UCLA Engineering’s CEED Awarded $25,000 for Student Participation in the Intel Innovation Challenge

Jun 9, 2009

By UCLA Samueli Newsroom

Intel awarded UCLA Engineering’s Center for Excellence in Engineering and Diversity (CEED) $25,000 for its students’ impressive accomplishment of the Intel Innovation Challenge last month. The project asked the undergraduate team to utilize computer technology to develop creative solutions that could mitigate losses from catastrophic natural disasters.

The team, named the Bruin Disaster Coalition, presented the results of their project on May 15 at Intel’s headquarters in Santa Clara, Calif.

“With the Intel Innovation Challenge, Intel gave the CEED students an ambiguous problem to solve regarding natural disaster relief.” said Dani Napier Harrison, a recruiter for Intel. “They developed a solution and presented to Intel researchers, working on this very problem. The students did an exceptional job of organizing their team, engaging in thorough research and presenting novel computing and information technology solutions to disaster relief.”

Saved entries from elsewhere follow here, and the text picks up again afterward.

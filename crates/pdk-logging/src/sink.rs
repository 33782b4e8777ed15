//! Log sinks: console, rotating file, JSON-lines file.
//!
//! Sinks never propagate their own failures; a sink that cannot write
//! marks itself broken, complains once on stderr, and stays quiet.

use parking_lot::Mutex;
use std::fs::{File, OpenOptions};
use std::io::Write;
use std::path::{Path, PathBuf};
use std::sync::atomic::{AtomicBool, Ordering};

use crate::record::{LogLevel, LogRecord};

pub trait LogSink: Send + Sync {
    fn name(&self) -> &'static str;
    /// Write one already-masked record. Must not panic or block on
    /// failure.
    fn write(&self, record: &LogRecord);
}

/// Writes to stdout, colorized unless `NO_COLOR` is set or stdout is not
/// a terminal.
pub struct ConsoleSink {
    color: bool,
}

impl ConsoleSink {
    pub fn new() -> Self {
        let color = std::env::var_os("NO_COLOR").is_none()
            && console::Term::stdout().features().colors_supported();
        Self { color }
    }

    pub fn with_color(color: bool) -> Self {
        Self { color }
    }
}

impl Default for ConsoleSink {
    fn default() -> Self {
        Self::new()
    }
}

impl LogSink for ConsoleSink {
    fn name(&self) -> &'static str {
        "console"
    }

    fn write(&self, record: &LogRecord) {
        let line = record.render();
        let line = if self.color {
            match record.level {
                LogLevel::Error => console::style(line).red().to_string(),
                LogLevel::Warning => console::style(line).yellow().to_string(),
                LogLevel::Debug | LogLevel::Trace => console::style(line).dim().to_string(),
                LogLevel::Information => line,
            }
        } else {
            line
        };
        let mut out = std::io::stdout().lock();
        let _ = writeln!(out, "{line}");
    }
}

/// Plain-text file sink with size-based rotation.
///
/// When the active file exceeds `max_bytes` it is renamed to `<path>.1`
/// (shifting older generations up) and a fresh file is started. At most
/// `retained` rotated generations are kept.
pub struct RollingFileSink {
    path: PathBuf,
    max_bytes: u64,
    retained: usize,
    state: Mutex<Option<FileState>>,
    broken: AtomicBool,
}

struct FileState {
    file: File,
    written: u64,
}

impl RollingFileSink {
    pub fn new(path: impl Into<PathBuf>, max_bytes: u64, retained: usize) -> Self {
        Self {
            path: path.into(),
            max_bytes,
            retained,
            state: Mutex::new(None),
            broken: AtomicBool::new(false),
        }
    }

    fn open(path: &Path) -> std::io::Result<FileState> {
        if let Some(parent) = path.parent() {
            std::fs::create_dir_all(parent)?;
        }
        let file = OpenOptions::new().create(true).append(true).open(path)?;
        let written = file.metadata()?.len();
        Ok(FileState { file, written })
    }

    fn rotate(&self) -> std::io::Result<FileState> {
        let generation = |n: usize| PathBuf::from(format!("{}.{n}", self.path.display()));
        // Shift path.N -> path.N+1, oldest dropped.
        for n in (1..self.retained).rev() {
            let from = generation(n);
            if from.exists() {
                let _ = std::fs::rename(&from, generation(n + 1));
            }
        }
        if self.retained > 0 {
            let _ = std::fs::rename(&self.path, generation(1));
        } else {
            let _ = std::fs::remove_file(&self.path);
        }
        Self::open(&self.path)
    }

    fn try_write(&self, line: &str) -> std::io::Result<()> {
        let mut guard = self.state.lock();
        if guard.is_none() {
            *guard = Some(Self::open(&self.path)?);
        }
        let state = guard.as_mut().expect("state populated above");
        if state.written + line.len() as u64 + 1 > self.max_bytes && state.written > 0 {
            *state = self.rotate()?;
        }
        writeln!(state.file, "{line}")?;
        state.written += line.len() as u64 + 1;
        Ok(())
    }
}

impl LogSink for RollingFileSink {
    fn name(&self) -> &'static str {
        "file"
    }

    fn write(&self, record: &LogRecord) {
        if self.broken.load(Ordering::Relaxed) {
            return;
        }
        if let Err(e) = self.try_write(&record.render()) {
            self.broken.store(true, Ordering::Relaxed);
            eprintln!(
                "pdk: log file sink {} disabled: {e}",
                self.path.display()
            );
        }
    }
}

/// JSON-lines structured sink; one serialized record per line.
pub struct JsonFileSink {
    path: PathBuf,
    file: Mutex<Option<File>>,
    broken: AtomicBool,
}

impl JsonFileSink {
    pub fn new(path: impl Into<PathBuf>) -> Self {
        Self {
            path: path.into(),
            file: Mutex::new(None),
            broken: AtomicBool::new(false),
        }
    }

    fn try_write(&self, record: &LogRecord) -> std::io::Result<()> {
        let mut guard = self.file.lock();
        if guard.is_none() {
            if let Some(parent) = self.path.parent() {
                std::fs::create_dir_all(parent)?;
            }
            *guard = Some(
                OpenOptions::new()
                    .create(true)
                    .append(true)
                    .open(&self.path)?,
            );
        }
        let file = guard.as_mut().expect("file opened above");
        let json = serde_json::to_string(record)
            .map_err(|e| std::io::Error::new(std::io::ErrorKind::InvalidData, e))?;
        writeln!(file, "{json}")
    }
}

impl LogSink for JsonFileSink {
    fn name(&self) -> &'static str {
        "json"
    }

    fn write(&self, record: &LogRecord) {
        if self.broken.load(Ordering::Relaxed) {
            return;
        }
        if let Err(e) = self.try_write(record) {
            self.broken.store(true, Ordering::Relaxed);
            eprintln!("pdk: json sink {} disabled: {e}", self.path.display());
        }
    }
}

Over the course of the months-long project, the team from the UCLA Henry Samueli School of Engineering and Applied Science developed several technical solutions to problems commonly experienced during natural disasters.

The potential disasters they tackled included those that can be tracked a few days ahead of time, such as a hurricane or snowstorm, as well as those where the detection time of the event is very minimal, such as an earthquake or tsunami.
One problem was how to get emergency messages to the general public beyond traditional ways, such as via television and radio broadcasts, in a quick and effective manner.

The team proposed converting existing technologies such as digital billboards and mass text messaging into an alert system. The team also proposed incorporating advanced emergency alarm systems into a smoke detector platform, as these devices are common in households.

The students also suggested utilizing technology such as mobile ad hoc networks and smart sensors that would speed up disaster-area communications and help mitigate post-disaster hazards, such as fires from downed electrical systems.
“Presenting our ideas to a group of experts was intimidating, but the praise that we received from the audience gave us a great sense of accomplishment,” said Eric Padilla, a senior materials engineering major and the leader of the project. “It was very rewarding to know that the professionals listening to us valued our work and treated us not as students, but as fellow engineers.”

“The relationship with CEED has been very rewarding for Intel,” said Harrison “Not only have we been able to support these students in their community outreach, we’ve also hired some very bright interns and fulltime employees. Personally, I have really enjoyed getting to know them all, administration and students.”

The Bruin Disaster Coalition team members included UCLA Engineering students: Eric Padilla, Erick Romero, Guillermo Flores-Beltran, Christina Gillus, Ray Avalos, Hugo Castrejon, Bryan Chaidez, Ashley Tiapon, Anthony Gallegos, Magdeleno Nuñez and Olaleke Owolabi. The team’s mentor from Intel was Joseph G. Rascon, a product development engineer with the company.

Team members included students who are also members of the American Indian Science and Engineer Society (AISES); the National Society of Black Engineers (NSBE); and the Society of Latino Engineers and Scientists (SOLES).

Intel, the world leader in silicon innovation, develops technologies, products and initiatives to continually advance how people work and live.

The UCLA Center for Excellence in Engineering and Diversity (CEED) is committed to the development, recruitment, retention, and graduation of underrepresented engineering and computing students. The CEED Mission is to work with a community of partners to ensure equity and parity in the K-20 pathways that lead to engineering and computing degrees. CEED’s undergraduate retention approach offers numerous programs and services focused on the personal, academic, and career development of economically disadvantaged and underrepresented engineering and computing students at UCLA.